“The camera still sees something in me that even I do not see when I look in the mirror. It is a face designed for the camera. Whatever magic it is that happens between the skin and the lens, I fortunately had it. There are beautiful people who look like nothing at all when they are photographed, and then there are people like me, whom the camera transforms. I can’t explain it. I don’t want to explain it. And I don’t want it explained to me, either. Leave me my magic, let the camera keep its mystery. Whatever it is, let it be our secret, between me and the lens, the one thing a ravenous public and caviling critics can’t take away from me.” Mark Rappaport’s fiction/essay/whatsit I, Garbo has the actress detailing her failed attempt at a comeback with the same focused wit and illuminating digressions as his films.

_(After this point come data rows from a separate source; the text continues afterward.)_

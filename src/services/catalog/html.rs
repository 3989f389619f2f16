//! HTML storefront catalog
//!
//! Issues a GET against a site's search page and scrapes product tiles with
//! CSS selectors. Sites are described in configuration, so a storefront layout
//! change only needs a new selector.

use std::collections::HashMap;

use reqwest::{Client as HttpClient, Url};
use scraper::{ElementRef, Html, Selector};
use serde::Deserialize;
use tracing::instrument;

use crate::{
    error::{AppError, AppResult},
    models::Candidate,
    services::catalog::CatalogProvider,
};

/// One storefront, as listed in the catalog sites file
#[derive(Debug, Clone, Deserialize)]
pub struct CatalogSite {
    pub name: String,
    /// Search page, e.g. `https://shop.test/search`
    pub search_url: String,
    /// Query-string parameter that carries the search text
    #[serde(default = "default_query_param")]
    pub query_param: String,
    /// Base for resolving relative product links; the search URL when unset
    #[serde(default)]
    pub base_url: Option<String>,
    pub selectors: ItemSelectors,
    /// Extra request headers such as `Referer`
    #[serde(default)]
    pub headers: HashMap<String, String>,
}

/// CSS selectors for one product tile. All but `item` are relative to the tile.
#[derive(Debug, Clone, Deserialize)]
pub struct ItemSelectors {
    pub item: String,
    pub name: String,
    pub price: String,
    #[serde(default = "default_link_selector")]
    pub link: String,
    #[serde(default = "default_image_selector")]
    pub image: String,
    /// Attribute holding the image URL
    #[serde(default = "default_image_attr")]
    pub image_attr: String,
}

fn default_query_param() -> String {
    "q".to_string()
}

fn default_link_selector() -> String {
    "a".to_string()
}

fn default_image_selector() -> String {
    "img".to_string()
}

fn default_image_attr() -> String {
    "src".to_string()
}

#[derive(Clone)]
struct CompiledSelectors {
    item: Selector,
    name: Selector,
    price: Selector,
    link: Selector,
    image: Selector,
}

fn compile(site: &str, css: &str) -> AppResult<Selector> {
    Selector::parse(css).map_err(|e| {
        AppError::InvalidInput(format!(
            "Invalid selector {:?} for catalog {}: {:?}",
            css, site, e
        ))
    })
}

#[derive(Clone)]
pub struct HtmlCatalogProvider {
    http_client: HttpClient,
    site: CatalogSite,
    base_url: Url,
    selectors: CompiledSelectors,
}

impl HtmlCatalogProvider {
    /// Validates the site definition and compiles its selectors
    pub fn new(http_client: HttpClient, site: CatalogSite) -> AppResult<Self> {
        let base = site.base_url.as_deref().unwrap_or(&site.search_url);
        let base_url = Url::parse(base).map_err(|e| {
            AppError::InvalidInput(format!("Invalid URL {} for catalog {}: {}", base, site.name, e))
        })?;

        let css = &site.selectors;
        let selectors = CompiledSelectors {
            item: compile(&site.name, &css.item)?,
            name: compile(&site.name, &css.name)?,
            price: compile(&site.name, &css.price)?,
            link: compile(&site.name, &css.link)?,
            image: compile(&site.name, &css.image)?,
        };

        Ok(Self {
            http_client,
            site,
            base_url,
            selectors,
        })
    }

    #[instrument(skip(self), fields(catalog = %self.site.name))]
    async fn fetch(&self, query: &str, limit: usize) -> AppResult<Vec<Candidate>> {
        let mut request = self
            .http_client
            .get(&self.site.search_url)
            .query(&[(self.site.query_param.as_str(), query)]);
        for (header, value) in &self.site.headers {
            request = request.header(header.as_str(), value.as_str());
        }

        let response = request.send().await?;

        if !response.status().is_success() {
            return Err(AppError::ExternalApi(format!(
                "{} returned status {}",
                self.site.name,
                response.status()
            )));
        }

        let body = response.text().await?;
        Ok(self.parse_listing(&body, query, limit))
    }

    /// Extracts up to `limit` product tiles from a search page.
    ///
    /// Tiles missing a name, price or link are skipped; they still count
    /// against the limit.
    fn parse_listing(&self, html: &str, query: &str, limit: usize) -> Vec<Candidate> {
        let document = Html::parse_document(html);
        document
            .select(&self.selectors.item)
            .take(limit)
            .filter_map(|tile| self.parse_tile(tile, query))
            .collect()
    }

    fn parse_tile(&self, tile: ElementRef<'_>, query: &str) -> Option<Candidate> {
        let name = text_of(tile, &self.selectors.name)?;
        let price = text_of(tile, &self.selectors.price)?;

        let href = tile.select(&self.selectors.link).next()?.value().attr("href")?;
        let link = self.base_url.join(href).ok()?;

        let image = tile
            .select(&self.selectors.image)
            .next()
            .and_then(|img| img.value().attr(&self.site.selectors.image_attr))
            .unwrap_or_default();

        Some(Candidate::new(
            name,
            price,
            link.as_str(),
            image,
            self.site.name.as_str(),
            query,
        ))
    }
}

fn text_of(tile: ElementRef<'_>, selector: &Selector) -> Option<String> {
    let text = tile.select(selector).next()?.text().collect::<String>();
    let text = text.trim();
    (!text.is_empty()).then(|| text.to_string())
}

#[async_trait::async_trait]
impl CatalogProvider for HtmlCatalogProvider {
    async fn lookup(&self, query: &str, limit: usize) -> Vec<Candidate> {
        if limit == 0 || query.trim().is_empty() {
            return Vec::new();
        }

        match self.fetch(query, limit).await {
            Ok(candidates) => {
                tracing::debug!(
                    catalog = %self.site.name,
                    query = %query,
                    results = candidates.len(),
                    "Catalog lookup completed"
                );
                candidates
            }
            Err(e) => {
                tracing::warn!(
                    catalog = %self.site.name,
                    query = %query,
                    error = %e,
                    "Catalog lookup failed, returning no candidates"
                );
                Vec::new()
            }
        }
    }

    fn name(&self) -> String {
        self.site.name.clone()
    }
}
pub mod aggregator;
pub mod catalog;
pub mod recommendations;
pub mod routine;
pub mod selection;
pub mod weighting;

pub use catalog::{CatalogProvider, HtmlCatalogProvider, MultiCatalog};
pub use recommendations::{RecommendationService, RecommendationSettings};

“‘I got old the way women who aren’t actresses got old,’ said Simone Signoret, a onetime beauty who also let the wrinkles have their way. Davis knew how much Hollywood valued beauty, but she never set much store by her own looks, and never seems to have done much to preserve them. ‘Christ, I was always bitching about how I hated my face in those days,’ an elderly Davis once said of her early starlet years at Warner Brothers, in Whitney Stine’s Conversations with Bette Davis. ‘Compared to what I look like now, I was an absolute living doll!’” More rapturous assessment of a face transformed by the camera to something beyond itself at Film Comment, where Farran Smith Nehme finds Bette Davis an unimpeachable beauty, especially when she knowingly defied movie star expectations and let age have its way.

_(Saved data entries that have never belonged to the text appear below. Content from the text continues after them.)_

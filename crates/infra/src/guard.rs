//! Row-level-secured view over a [`RowStore`].
//!
//! A `GuardedStore` is built per request for one resolved [`Actor`]. Every
//! read filters rows through the SELECT policies, and every write is checked
//! against the policies for its action before the store is touched.
//!
//! Visibility rules:
//! - list operations silently drop rows the actor may not SELECT;
//! - fetching, updating or deleting an invisible row is `NotFound`, so row
//!   existence is not disclosed;
//! - a visible row the actor may not modify is `Denied`;
//! - UPDATE is checked against both the current and the updated row;
//! - the policy check runs before payload validation, so an unauthorized
//!   write is `Denied` whatever its payload.

use std::sync::Arc;

use chrono::Utc;
use thiserror::Error;
use tracing::{debug, warn};

use hrms_auth::{authorize, allowed, Action, Actor, AuthzError, Resource};
use hrms_core::{
    Company, CompanyAdmin, CompanyAdminId, CompanyId, Department, DepartmentId, DomainError,
    EmployeeHierarchy, HierarchyId, ProfileUpdate, User, UserId,
};

use crate::store::{RowStore, StoreError};

#[derive(Debug, Error, Clone, PartialEq, Eq)]
pub enum AccessError {
    #[error(transparent)]
    Denied(#[from] AuthzError),

    #[error("not found")]
    NotFound,

    #[error("validation failed: {0}")]
    Validation(String),

    #[error("conflict: {0}")]
    Conflict(String),

    #[error("backend error: {0}")]
    Backend(String),
}

impl From<StoreError> for AccessError {
    fn from(value: StoreError) -> Self {
        match value {
            StoreError::NotFound => AccessError::NotFound,
            StoreError::Conflict(msg) => AccessError::Conflict(msg),
            StoreError::Backend(msg) => AccessError::Backend(msg),
        }
    }
}

impl From<DomainError> for AccessError {
    fn from(value: DomainError) -> Self {
        match value {
            DomainError::Validation(msg) | DomainError::InvalidId(msg) => {
                AccessError::Validation(msg)
            }
            DomainError::NotFound => AccessError::NotFound,
            DomainError::Conflict(msg) => AccessError::Conflict(msg),
        }
    }
}

pub type AccessResult<T> = Result<T, AccessError>;

/// Changes to a company row. `None` leaves a field untouched.
#[derive(Debug, Clone, Default)]
pub struct CompanyPatch {
    pub name: Option<String>,
    pub access_time: Option<String>,
}

/// Changes to a hierarchy edge. `None` leaves a field untouched.
#[derive(Debug, Clone, Default)]
pub struct EdgePatch {
    pub employee_id: Option<UserId>,
    pub manager_id: Option<UserId>,
}

pub struct GuardedStore {
    store: Arc<dyn RowStore>,
    actor: Actor,
}

impl GuardedStore {
    pub fn new(store: Arc<dyn RowStore>, actor: Actor) -> Self {
        Self { store, actor }
    }

    pub fn actor(&self) -> &Actor {
        &self.actor
    }

    fn check(&self, action: Action, resource: &Resource) -> AccessResult<()> {
        authorize(&self.actor, action, resource).map_err(|e| {
            debug!(actor_id = %self.actor.id(), error = %e, "row policy denied");
            AccessError::Denied(e)
        })
    }

    fn can_see<T>(&self, row: &T) -> bool
    where
        for<'a> Resource: From<&'a T>,
    {
        allowed(&self.actor, Action::Select, &Resource::from(row))
    }

    fn visible<T>(&self, rows: Vec<T>) -> Vec<T>
    where
        for<'a> Resource: From<&'a T>,
    {
        rows.into_iter().filter(|r| self.can_see(r)).collect()
    }

    /// The row, if it exists and the actor may see it.
    fn expose<T>(&self, row: Option<T>) -> AccessResult<T>
    where
        for<'a> Resource: From<&'a T>,
    {
        row.filter(|r| self.can_see(r)).ok_or(AccessError::NotFound)
    }

    /// UPDATE check: the existing row (USING) and the new row (WITH CHECK).
    fn check_update<T>(&self, before: &T, after: &T) -> AccessResult<()>
    where
        for<'a> Resource: From<&'a T>,
    {
        self.check(Action::Update, &Resource::from(before))?;
        self.check(Action::Update, &Resource::from(after))
    }

    // ─────────────────────────────────────────────────────────────────────
    // companies
    // ─────────────────────────────────────────────────────────────────────

    pub async fn list_companies(&self) -> AccessResult<Vec<Company>> {
        Ok(self.visible(self.store.list_companies().await?))
    }

    pub async fn company(&self, id: CompanyId) -> AccessResult<Company> {
        self.expose(self.store.company(id).await?)
    }

    pub async fn create_company(
        &self,
        name: &str,
        access_time: Option<String>,
    ) -> AccessResult<Company> {
        let id = CompanyId::new();
        self.check(Action::Insert, &Resource::Company { id })?;
        let row = Company::new(id, name, access_time, Utc::now())?;
        Ok(self.store.insert_company(row).await?)
    }

    pub async fn update_company(&self, id: CompanyId, patch: CompanyPatch) -> AccessResult<Company> {
        let before = self.company(id).await?;
        self.check(Action::Update, &Resource::from(&before))?;
        let name = patch.name.as_deref().unwrap_or(&before.name);
        let access_time = patch.access_time.or_else(|| before.access_time.clone());
        let after = Company::new(before.id, name, access_time, before.created_at)?;

        self.check(Action::Update, &Resource::from(&after))?;
        Ok(self.store.update_company(after).await?)
    }

    pub async fn delete_company(&self, id: CompanyId) -> AccessResult<()> {
        let row = self.company(id).await?;
        self.check(Action::Delete, &Resource::from(&row))?;
        Ok(self.store.delete_company(id).await?)
    }

    // ─────────────────────────────────────────────────────────────────────
    // users
    // ─────────────────────────────────────────────────────────────────────

    pub async fn list_users(&self, company_id: Option<CompanyId>) -> AccessResult<Vec<User>> {
        Ok(self.visible(self.store.list_users(company_id).await?))
    }

    pub async fn user(&self, id: UserId) -> AccessResult<User> {
        self.expose(self.store.user(id).await?)
    }

    pub async fn update_profile(&self, id: UserId, patch: &ProfileUpdate) -> AccessResult<User> {
        let before = self.user(id).await?;
        let mut after = before.clone();
        patch.apply(&mut after);

        self.check_update(&before, &after)?;
        Ok(self.store.update_profile(id, patch).await?)
    }

    /// The actor's own user row, or `None` when it does not exist or is not
    /// visible. Store failures are returned, not folded into `None`.
    pub async fn own_profile(&self) -> AccessResult<Option<User>> {
        match self.user(self.actor.id()).await {
            Ok(user) => Ok(Some(user)),
            Err(AccessError::NotFound) => Ok(None),
            Err(e) => Err(e),
        }
    }

    // ─────────────────────────────────────────────────────────────────────
    // company_admins
    // ─────────────────────────────────────────────────────────────────────

    pub async fn list_company_admins(
        &self,
        company_id: Option<CompanyId>,
    ) -> AccessResult<Vec<CompanyAdmin>> {
        Ok(self.visible(self.store.list_company_admins(company_id).await?))
    }

    pub async fn grant_admin(&self, user_id: UserId, company_id: CompanyId) -> AccessResult<CompanyAdmin> {
        let row = CompanyAdmin::new(user_id, company_id, Utc::now());
        self.check(Action::Insert, &Resource::from(&row))?;

        // Cross-company grants are accepted, but worth noticing.
        if let Ok(Some(user)) = self.store.user(user_id).await {
            if user.company_id != Some(company_id) {
                warn!(
                    user_id = %user_id,
                    company_id = %company_id,
                    user_company_id = ?user.company_id,
                    "admin grant for a user outside the company"
                );
            }
        }

        Ok(self.store.insert_company_admin(row).await?)
    }

    pub async fn revoke_admin(&self, id: CompanyAdminId) -> AccessResult<()> {
        let row = self.expose(self.store.company_admin(id).await?)?;
        self.check(Action::Delete, &Resource::from(&row))?;
        Ok(self.store.delete_company_admin(id).await?)
    }

    // ─────────────────────────────────────────────────────────────────────
    // departments
    // ─────────────────────────────────────────────────────────────────────

    pub async fn list_departments(
        &self,
        company_id: Option<CompanyId>,
    ) -> AccessResult<Vec<Department>> {
        Ok(self.visible(self.store.list_departments(company_id).await?))
    }

    pub async fn department(&self, id: DepartmentId) -> AccessResult<Department> {
        self.expose(self.store.department(id).await?)
    }

    pub async fn create_department(&self, company_id: CompanyId, name: &str) -> AccessResult<Department> {
        self.check(Action::Insert, &Resource::Department { company_id })?;
        let row = Department::new(company_id, name, Utc::now())?;
        Ok(self.store.insert_department(row).await?)
    }

    pub async fn rename_department(&self, id: DepartmentId, name: &str) -> AccessResult<Department> {
        let before = self.department(id).await?;
        self.check(Action::Update, &Resource::from(&before))?;
        let mut after = before.clone();
        after.rename(name)?;

        self.check(Action::Update, &Resource::from(&after))?;
        Ok(self.store.update_department(after).await?)
    }

    pub async fn delete_department(&self, id: DepartmentId) -> AccessResult<()> {
        let row = self.department(id).await?;
        self.check(Action::Delete, &Resource::from(&row))?;
        Ok(self.store.delete_department(id).await?)
    }

    // ─────────────────────────────────────────────────────────────────────
    // employee_hierarchy
    // ─────────────────────────────────────────────────────────────────────

    pub async fn list_hierarchy(
        &self,
        company_id: Option<CompanyId>,
    ) -> AccessResult<Vec<EmployeeHierarchy>> {
        Ok(self.visible(self.store.list_hierarchy(company_id).await?))
    }

    pub async fn create_edge(
        &self,
        employee_id: UserId,
        manager_id: UserId,
        company_id: CompanyId,
    ) -> AccessResult<EmployeeHierarchy> {
        self.check(Action::Insert, &Resource::EmployeeHierarchy { company_id })?;
        let row = EmployeeHierarchy::new(employee_id, manager_id, company_id, Utc::now())?;
        Ok(self.store.insert_hierarchy_edge(row).await?)
    }

    pub async fn update_edge(&self, id: HierarchyId, patch: EdgePatch) -> AccessResult<EmployeeHierarchy> {
        let before = self.expose(self.store.hierarchy_edge(id).await?)?;
        self.check(Action::Update, &Resource::from(&before))?;
        let mut after = EmployeeHierarchy::new(
            patch.employee_id.unwrap_or(before.employee_id),
            patch.manager_id.unwrap_or(before.manager_id),
            before.company_id,
            before.created_at,
        )?;
        after.id = before.id;

        self.check(Action::Update, &Resource::from(&after))?;
        Ok(self.store.update_hierarchy_edge(after).await?)
    }

    pub async fn delete_edge(&self, id: HierarchyId) -> AccessResult<()> {
        let row = self.expose(self.store.hierarchy_edge(id).await?)?;
        self.check(Action::Delete, &Resource::from(&row))?;
        Ok(self.store.delete_hierarchy_edge(id).await?)
    }
}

“And as if arriving precisely on schedule, on October 24, 1962, smack in the middle of the Cuban Missile Crisis, when the country is hanging at the DEFCON 2 brink of nuclear war with the Soviets, a desperately alarming, giddy-with-dread film premieres. A satirical thriller conjured out of the suppressed fears of that second life, The Manchurian Candidate is a flop-sweat fantasia on political conspiracies, right-wing nut jobs under the secret control of Communist handlers, and state-sponsored brainwashing and assassination as practical tools of realpolitik.” Howard Hampton finds the lunacy of The Manchurian Candidate striking for two reasons: that it came from creators who, while idiosyncratic, were quite comfortable swimming in the mainstream; and that the more unhinged it became the closer it came to capturing truths about Cold War America repressed in other entertainments of the day.

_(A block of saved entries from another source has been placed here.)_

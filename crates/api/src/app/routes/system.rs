use std::sync::Arc;

use axum::{extract::Extension, http::StatusCode, response::IntoResponse, Json};

use hrms_auth::authorize::ActorState;

use crate::app::errors::ApiError;
use crate::app::services::AppServices;
use crate::context::ActorContext;

pub async fn health() -> StatusCode {
    StatusCode::OK
}

/// The caller as the row policies see them, plus their own profile row
/// (`null` when it does not exist; store failures are a 500).
pub async fn me(
    Extension(services): Extension<Arc<AppServices>>,
    Extension(ctx): Extension<ActorContext>,
) -> Result<impl IntoResponse, ApiError> {
    let guarded = services.guarded(&ctx).await;
    let profile = guarded.own_profile().await?;

    Ok(Json(serde_json::json!({
        "actor": ActorState::from(guarded.actor()),
        "profile": profile,
    })))
}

“On my roadmap, Marfa, Texas, appeared very small (its population is less than 2,000), a detail that was all the more striking in person. Situated at the crosshairs of rural highways that lead you either deeper into the desert or down to the Mexican border, this remote town wasn’t exactly easy to get to, something I’d hoped might play in my favor. After all, I was showing up at the production office looking for work—with no feature-film experience at all.” Filmmaker Michael Tyburski recounts his first set experience, when youthful optimism and fannish devotion had him drive across Texas to see if he could get any behind-the-scenes work on There Will Be Blood.




“’Let’s go to the Corallo,’ says one from the first group. ‘No, idiot, let’s go to the Eden!’ says a wicked blond lad. Actually he didn’t say “idiot” but a much more expressive Ligurian word. Then they spot a woman wearing slacks just like theirs. They take her by the arm. She appears to be an old friend, perhaps a slightly crazy foreigner. And they go off, with their obligation to be teddy-boys, which replaces the obligation to be nice boys, towards the Eden, and it’s anybody’s guess where that is.” In 1959 Pier Pasolini accepted a magazine commission to drive the Italian coast and report what he saw. The resulting travel journal, The Long Road of Sand, is available in English for the first time, and the publisher offers a brief excerpt, including a series of photographs taken by Phillipe Séclier, who retraced Pasolini’s route some forty years later. Via David Hudson.
“After making those three films in Greece under such circumstances, I decided to move to England. I felt that, in order to progress and evolve, I needed to have a little bit more than what we had in Greece. Many things change when you enter a new situation—how you make films, what kinds of people are involved, and the types of difficulties that you encounter. There might not be the same financial problems, although there often are anyway because you don’t end up doing a huge film all of a sudden. And you don’t want to. I mean, I didn’t want to suddenly be doing a huge film that I would lose creative control over.” Yorgos Lanthimos talks The Lobster, the difficulties of filmmaking in Greece, and the social realist side of Kafka in conversation with Peter Strickland. Via Mubi.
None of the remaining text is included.